> [Given information]:

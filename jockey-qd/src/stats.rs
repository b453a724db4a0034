//! Usage counters
//!
//! In-memory process statistics for the stats endpoint: commands
//! served since startup, process uptime, and the live guild count
//! (read from the session registry at snapshot time). Counters reset
//! on restart.

use crate::registry::SessionRegistry;
use serde::Serialize;
use std::sync::atomic::{AtomicU64, Ordering};
use std::time::Instant;

pub struct BotStats {
    started_at: Instant,
    commands_used: AtomicU64,
}

#[derive(Debug, Clone, Serialize)]
pub struct StatsSnapshot {
    pub commands_used: u64,
    pub uptime_secs: u64,
    pub active_guilds: usize,
}

impl BotStats {
    pub fn new() -> Self {
        Self {
            started_at: Instant::now(),
            commands_used: AtomicU64::new(0),
        }
    }

    /// Count one served command. Called once per accepted request,
    /// including ones that end in a domain error.
    pub fn record_command(&self) {
        self.commands_used.fetch_add(1, Ordering::Relaxed);
    }

    pub async fn snapshot(&self, registry: &SessionRegistry) -> StatsSnapshot {
        StatsSnapshot {
            commands_used: self.commands_used.load(Ordering::Relaxed),
            uptime_secs: self.started_at.elapsed().as_secs(),
            active_guilds: registry.guild_count().await,
        }
    }
}

impl Default for BotStats {
    fn default() -> Self {
        Self::new()
    }
}

#[cfg(test)]
mod tests {
    use super::*;
    use jockey_common::GuildId;

    #[tokio::test]
    async fn test_counts_commands_and_guilds() {
        let stats = BotStats::new();
        let registry = SessionRegistry::new();

        stats.record_command();
        stats.record_command();
        registry.get_or_create(GuildId(1)).await;

        let snap = stats.snapshot(&registry).await;
        assert_eq!(snap.commands_used, 2);
        assert_eq!(snap.active_guilds, 1);
    }
}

> [Problem requirements]: Would you please write out all the entries exactly?

> [Result of the task]:
filename jockey-qd/src/stats.rs
repository b453a724db4a0034
//! Usage counters
//!
//! In-memory process statistics for the stats endpoint: commands
//! served since startup, process uptime, and the live guild count
//! (read from the session registry at snapshot time). Counters reset
//! on restart.

use crate::registry::SessionRegistry;
use serde::Serialize;
use std::sync::atomic::{AtomicU64, Ordering};
use std::time::Instant;

pub struct BotStats {
    started_at: Instant,
    commands_used: AtomicU64,
}

#[derive(Debug, Clone, Serialize)]
pub struct StatsSnapshot {
    pub commands_used: u64,
    pub uptime_secs: u64,
    pub active_guilds: usize,
}

impl BotStats {
    pub fn new() -> Self {
        Self {
            started_at: Instant::now(),
            commands_used: AtomicU64::new(0),
        }
    }

    /// Count one served command. Called once per accepted request,
    /// including ones that end in a domain error.
    pub fn record_command(&self) {
        self.commands_used.fetch_add(1, Ordering::Relaxed);
    }

    pub async fn snapshot(&self, registry: &SessionRegistry) -> StatsSnapshot {
        StatsSnapshot {
            commands_used: self.commands_used.load(Ordering::Relaxed),
            uptime_secs: self.started_at.elapsed().as_secs(),
            active_guilds: registry.guild_count().await,
        }
    }
}

impl Default for BotStats {
    fn default() -> Self {
        Self::new()
    }
}

#[cfg(test)]
mod tests {
    use super::*;
    use jockey_common::GuildId;

    #[tokio::test]
    async fn test_counts_commands_and_guilds() {
        let stats = BotStats::new();
        let registry = SessionRegistry::new();

        stats.record_command();
        stats.record_command();
        registry.get_or_create(GuildId(1)).await;

        let snap = stats.snapshot(&registry).await;
        assert_eq!(snap.commands_used, 2);
        assert_eq!(snap.active_guilds, 1);
    }
}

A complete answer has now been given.